Free agent
- Outfielder
- Born: February 25, 1997 (age 29) Chicago, Illinois, U.S.
- Bats: RightThrows: Right

= Josh Stowers (baseball) =

American baseball player (born 1997)

Joshua Stowers (born February 25, 1997) is an American professional baseball outfielder who is a free agent.

==Career==
Stowers attended Mount Carmel High School in Chicago, Illinois. He attended the University of Louisville and played college baseball for the Louisville Cardinals. In 2017, he played collegiate summer baseball with the Chatham Anglers of the Cape Cod Baseball League.

===Seattle Mariners===
The Seattle Mariners selected Stowers in the second round of the 2018 Major League Baseball draft. He signed with the Mariners and was assigned to the Everett AquaSox, batting .260 with five home runs, 28 RBIs, and twenty stolen bases over 58 games.

===New York Yankees===
On January 21, 2019, the Mariners traded Stowers to the New York Yankees in exchange for Shed Long. He spent 2019 with the Charleston RiverDogs, slashing .273/.386/.400 with seven home runs, 40 RBIs, and 35 stolen bases over 105 games. He did not play in a game in 2020 due to the cancellation of the minor league season because of the COVID-19 pandemic.

===Texas Rangers===
On April 6, 2021, the Yankees traded Stowers and Antonio Cabello to the Texas Rangers in exchange for Rougned Odor. Stowers spent the 2021 season with the Frisco RoughRiders of the Double-A Central, hitting .220/.311/.466 with 20 home runs, 21 stolen bases, and 57 RBI. Stowers returned to Frisco for the 2022 season, hitting just .222/.331/.374 with 10 home runs and 49 RBI.

===Los Angeles Dodgers===
On December 7, 2022, Stowers was selected by the Los Angeles Dodgers in the minor league phase of the Rule 5 draft. The Dodgers assigned him to the Double–A Tulsa Drillers, where he appeared in 86 games and batted .174 with nine homers and 24 RBI. Stowers was released by the Dodgers organization on November 9, 2023.

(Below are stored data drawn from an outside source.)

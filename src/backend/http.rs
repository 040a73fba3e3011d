//! reqwest implementation of [`SchoolApi`].

use async_trait::async_trait;
use reqwest::{multipart, Client, Method, RequestBuilder, Response};
use serde::de::DeserializeOwned;
use std::time::Duration;
use tracing::{debug, warn};

use super::error::ErrorBody;
use super::{BackendError, Envelope, SchoolApi, StudentProfile, TeacherProfile};
use crate::routine::RoutineSchedule;
use crate::settings::{FileSelection, ImageField, SettingsUpdate, WebsiteSettings};

/// Multipart part name the backend reads uploads from.
const UPLOAD_PART: &str = "image";

/// HTTP client for the school REST backend.
#[derive(Clone)]
pub struct HttpBackend {
    client: Client,
    base_url: String,
}

impl HttpBackend {
    pub fn new(base_url: &str, timeout: Duration) -> Result<Self, BackendError> {
        let parsed =
            url::Url::parse(base_url).map_err(|e| BackendError::InvalidUrl(e.to_string()))?;
        if !matches!(parsed.scheme(), "http" | "https") {
            return Err(BackendError::InvalidUrl(format!(
                "unsupported scheme: {}",
                parsed.scheme()
            )));
        }
        let client = Client::builder().timeout(timeout).build()?;
        Ok(Self {
            client,
            base_url: base_url.trim_end_matches('/').to_string(),
        })
    }

    pub fn base_url(&self) -> &str {
        &self.base_url
    }

    fn url(&self, path: &str) -> String {
        format!("{}{}", self.base_url, path)
    }

    fn request(&self, method: Method, path: &str) -> RequestBuilder {
        debug!("Backend {} {}", method, path);
        self.client.request(method, self.url(path))
    }

    /// Send and decode a JSON body, mapping non-2xx to [`BackendError::Server`].
    async fn send_json<T: DeserializeOwned>(&self, req: RequestBuilder) -> Result<T, BackendError> {
        let resp = self.check(req.send().await?).await?;
        let body: Envelope<T> = resp.json().await?;
        Ok(body.into_inner())
    }

    async fn check(&self, resp: Response) -> Result<Response, BackendError> {
        let status = resp.status();
        if status.is_success() {
            return Ok(resp);
        }
        let body = resp.text().await.unwrap_or_default();
        let message = serde_json::from_str::<ErrorBody>(&body)
            .ok()
            .and_then(|b| b.message);
        warn!(
            "Backend error {}: {}",
            status.as_u16(),
            message.as_deref().unwrap_or("<no message>")
        );
        Err(BackendError::Server {
            status: status.as_u16(),
            message,
        })
    }
}

fn segment(id: &str) -> String {
    urlencoding::encode(id).into_owned()
}

#[async_trait]
impl SchoolApi for HttpBackend {
    async fn student_profile(&self, student_id: &str) -> Result<StudentProfile, BackendError> {
        let path = format!("/students/{}", segment(student_id));
        self.send_json(self.request(Method::GET, &path)).await
    }

    async fn teacher_profile(&self, teacher_id: &str) -> Result<TeacherProfile, BackendError> {
        let path = format!("/teachers/{}", segment(teacher_id));
        self.send_json(self.request(Method::GET, &path)).await
    }

    async fn list_routines(&self) -> Result<Vec<RoutineSchedule>, BackendError> {
        self.send_json(self.request(Method::GET, "/routines")).await
    }

    async fn routine_for_class(
        &self,
        class_id: &str,
    ) -> Result<Option<RoutineSchedule>, BackendError> {
        let path = format!("/routines/class/{}", segment(class_id));
        match self
            .send_json::<Option<RoutineSchedule>>(self.request(Method::GET, &path))
            .await
        {
            Ok(routine) => Ok(routine),
            Err(e) if e.is_not_found() => Ok(None),
            Err(e) => Err(e),
        }
    }

    async fn create_routine(
        &self,
        routine: &RoutineSchedule,
    ) -> Result<RoutineSchedule, BackendError> {
        self.send_json(self.request(Method::POST, "/routines").json(routine))
            .await
    }

    async fn update_routine(
        &self,
        routine_id: &str,
        routine: &RoutineSchedule,
    ) -> Result<RoutineSchedule, BackendError> {
        let path = format!("/routines/{}", segment(routine_id));
        self.send_json(self.request(Method::PUT, &path).json(routine))
            .await
    }

    async fn delete_routine(&self, routine_id: &str) -> Result<(), BackendError> {
        let path = format!("/routines/{}", segment(routine_id));
        self.check(self.request(Method::DELETE, &path).send().await?)
            .await?;
        Ok(())
    }

    async fn get_settings(&self) -> Result<WebsiteSettings, BackendError> {
        self.send_json(self.request(Method::GET, "/settings")).await
    }

    async fn update_settings(
        &self,
        update: &SettingsUpdate,
    ) -> Result<WebsiteSettings, BackendError> {
        self.send_json(self.request(Method::PUT, "/settings").json(update))
            .await
    }

    async fn upload_image(
        &self,
        field: ImageField,
        file: &FileSelection,
    ) -> Result<WebsiteSettings, BackendError> {
        let part = multipart::Part::bytes(file.bytes.clone())
            .file_name(file.file_name.clone())
            .mime_str(&file.content_type)
            .map_err(|e| BackendError::Decode(e.to_string()))?;
        let form = multipart::Form::new().part(UPLOAD_PART, part);
        let path = format!("/settings/{}", field.form_name());
        self.send_json(self.request(Method::PUT, &path).multipart(form))
            .await
    }
}

#[cfg(test)]
mod tests {
    use super::*;

    #[test]
    fn rejects_bad_base_urls() {
        assert!(matches!(
            HttpBackend::new("not a url", Duration::from_secs(1)),
            Err(BackendError::InvalidUrl(_))
        ));
        assert!(matches!(
            HttpBackend::new("ftp://example.com/api", Duration::from_secs(1)),
            Err(BackendError::InvalidUrl(_))
        ));
    }

    #[test]
    fn trailing_slash_is_trimmed() {
        let backend = HttpBackend::new("http://localhost:5000/api/", Duration::from_secs(1))
            .unwrap();
        assert_eq!(backend.base_url(), "http://localhost:5000/api");
        assert_eq!(
            backend.url("/routines"),
            "http://localhost:5000/api/routines"
        );
    }

    #[test]
    fn ids_are_path_encoded() {
        assert_eq!(segment("class 8/A"), "class%208%2FA");
    }
}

===Gastonia Baseball Club===
On April 18, 2024, Stowers signed with the Gastonia Baseball Club of the Atlantic League of Professional Baseball. In 105 games for Gastonia, Stowers batted .301/.391/.499 with 17 home runs, 73 RBI, and 49 stolen bases. He became a free agent following the season.

===Algodoneros de Unión Laguna===
On March 10, 2025, Stowers signed with the Algodoneros de Unión Laguna of the Mexican League. In 54 appearances for Unión Laguna, he batted .237/.320/.364 with five home runs, 28 RBI, and nine stolen bases. Stowers was released by the Algodoneros on June 26.

===Charros de Jalisco===
On July 2, 2025, Stowers signed with the Charros de Jalisco of the Mexican League. He made 29 appearances for Jalisco, batting .254/.432/.403 with two home runs, seven RBI, and six stolen bases. On April 3, 2026, Stowers was released by the Charros.